=== Section Start ===

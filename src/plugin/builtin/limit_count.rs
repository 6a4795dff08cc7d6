//! limit-count — fixed-window request counting
//!
//! Counts requests per client key within a time window and rejects once
//! the budget is spent. Window state is shared across workers through
//! the plugin instance. Rate headers are emitted in `header_filter`, so
//! rejected requests carry them too.

use crate::ctx::RequestContext;
use crate::error::{GatewayError, Result};
use crate::plugin::{PhaseOutcome, Plugin, PluginConf};
use async_trait::async_trait;
use dashmap::DashMap;
use std::time::{Duration, Instant};

const DEFAULT_KEY: &str = "remote_addr";
const DEFAULT_REJECTED_CODE: u16 = 503;

struct Window {
    started_at: Instant,
    count: u64,
}

#[derive(Default)]
pub struct LimitCount {
    windows: DashMap<String, Window>,
}

struct Limits {
    count: u64,
    time_window: Duration,
    key: String,
    rejected_code: u16,
}

impl LimitCount {
    fn limits(conf: &PluginConf) -> Result<Limits> {
        let count = conf.get("count").and_then(|v| v.as_u64()).ok_or_else(|| {
            GatewayError::Plugin {
                plugin: "limit-count".to_string(),
                cause: "conf requires a positive 'count'".into(),
            }
        })?;
        if count == 0 {
            return Err(GatewayError::Plugin {
                plugin: "limit-count".to_string(),
                cause: "'count' must be at least 1".into(),
            });
        }
        let window_secs = conf
            .get("time_window")
            .and_then(|v| v.as_u64())
            .ok_or_else(|| GatewayError::Plugin {
                plugin: "limit-count".to_string(),
                cause: "conf requires a positive 'time_window'".into(),
            })?;
        Ok(Limits {
            count,
            time_window: Duration::from_secs(window_secs.max(1)),
            key: conf
                .get("key")
                .and_then(|v| v.as_str())
                .unwrap_or(DEFAULT_KEY)
                .to_string(),
            rejected_code: conf
                .get("rejected_code")
                .and_then(|v| v.as_u64())
                .map(|c| c as u16)
                .unwrap_or(DEFAULT_REJECTED_CODE),
        })
    }

    /// Count this request against its window; returns the remaining budget
    /// or `None` when the budget is already spent.
    fn consume(&self, counter_key: String, limits: &Limits) -> Option<u64> {
        let mut window = self.windows.entry(counter_key).or_insert_with(|| Window {
            started_at: Instant::now(),
            count: 0,
        });

        if window.started_at.elapsed() >= limits.time_window {
            window.started_at = Instant::now();
            window.count = 0;
        }

        if window.count >= limits.count {
            return None;
        }
        window.count += 1;
        Some(limits.count - window.count)
    }
}

#[async_trait]
impl Plugin for LimitCount {
    fn name(&self) -> &'static str {
        "limit-count"
    }

    fn priority(&self) -> i32 {
        1002
    }

    fn check_conf(&self, conf: &PluginConf) -> Result<()> {
        Self::limits(conf).map(|_| ())
    }

    async fn access(&self, conf: &PluginConf, ctx: &mut RequestContext) -> Result<PhaseOutcome> {
        let limits = Self::limits(conf)?;

        let key_value = ctx.vars.get(&limits.key).unwrap_or_default();
        let scope = ctx
            .route
            .as_ref()
            .map(|r| r.id.as_str())
            .unwrap_or("global");
        let counter_key = format!("{}:{}", scope, key_value);

        ctx.set_extension("limit-count", "limit", serde_json::json!(limits.count));
        match self.consume(counter_key, &limits) {
            Some(remaining) => {
                ctx.set_extension("limit-count", "remaining", serde_json::json!(remaining));
                Ok(PhaseOutcome::Continue)
            }
            None => {
                ctx.set_extension("limit-count", "remaining", serde_json::json!(0));
                Ok(PhaseOutcome::respond(
                    limits.rejected_code,
                    r#"{"error_msg":"API rate limit exceeded"}"#,
                ))
            }
        }
    }

    async fn header_filter(&self, _conf: &PluginConf, ctx: &mut RequestContext) -> Result<()> {
        let limit = ctx
            .extension("limit-count", "limit")
            .and_then(|v| v.as_u64());
        let remaining = ctx
            .extension("limit-count", "remaining")
            .and_then(|v| v.as_u64());

        if let (Some(limit), Some(remaining)) = (limit, remaining) {
            if let Ok(value) = http::HeaderValue::from_str(&limit.to_string()) {
                ctx.resp_headers.insert("x-ratelimit-limit", value);
            }
            if let Ok(value) = http::HeaderValue::from_str(&remaining.to_string()) {
                ctx.resp_headers.insert("x-ratelimit-remaining", value);
            }
        }
        Ok(())
    }
}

=== Section End ===

Task description
Copy the records above faithfully. Begin at their first line, end at the line containing "across workers through", and include nothing else.

Expected output
filename src/plugin/builtin/limit_count.rs
repository 6a4795dff08cc7d6
//! limit-count — fixed-window request counting
//!
//! Counts requests per client key within a time window and rejects once
//! the budget is spent. Window state is shared across workers through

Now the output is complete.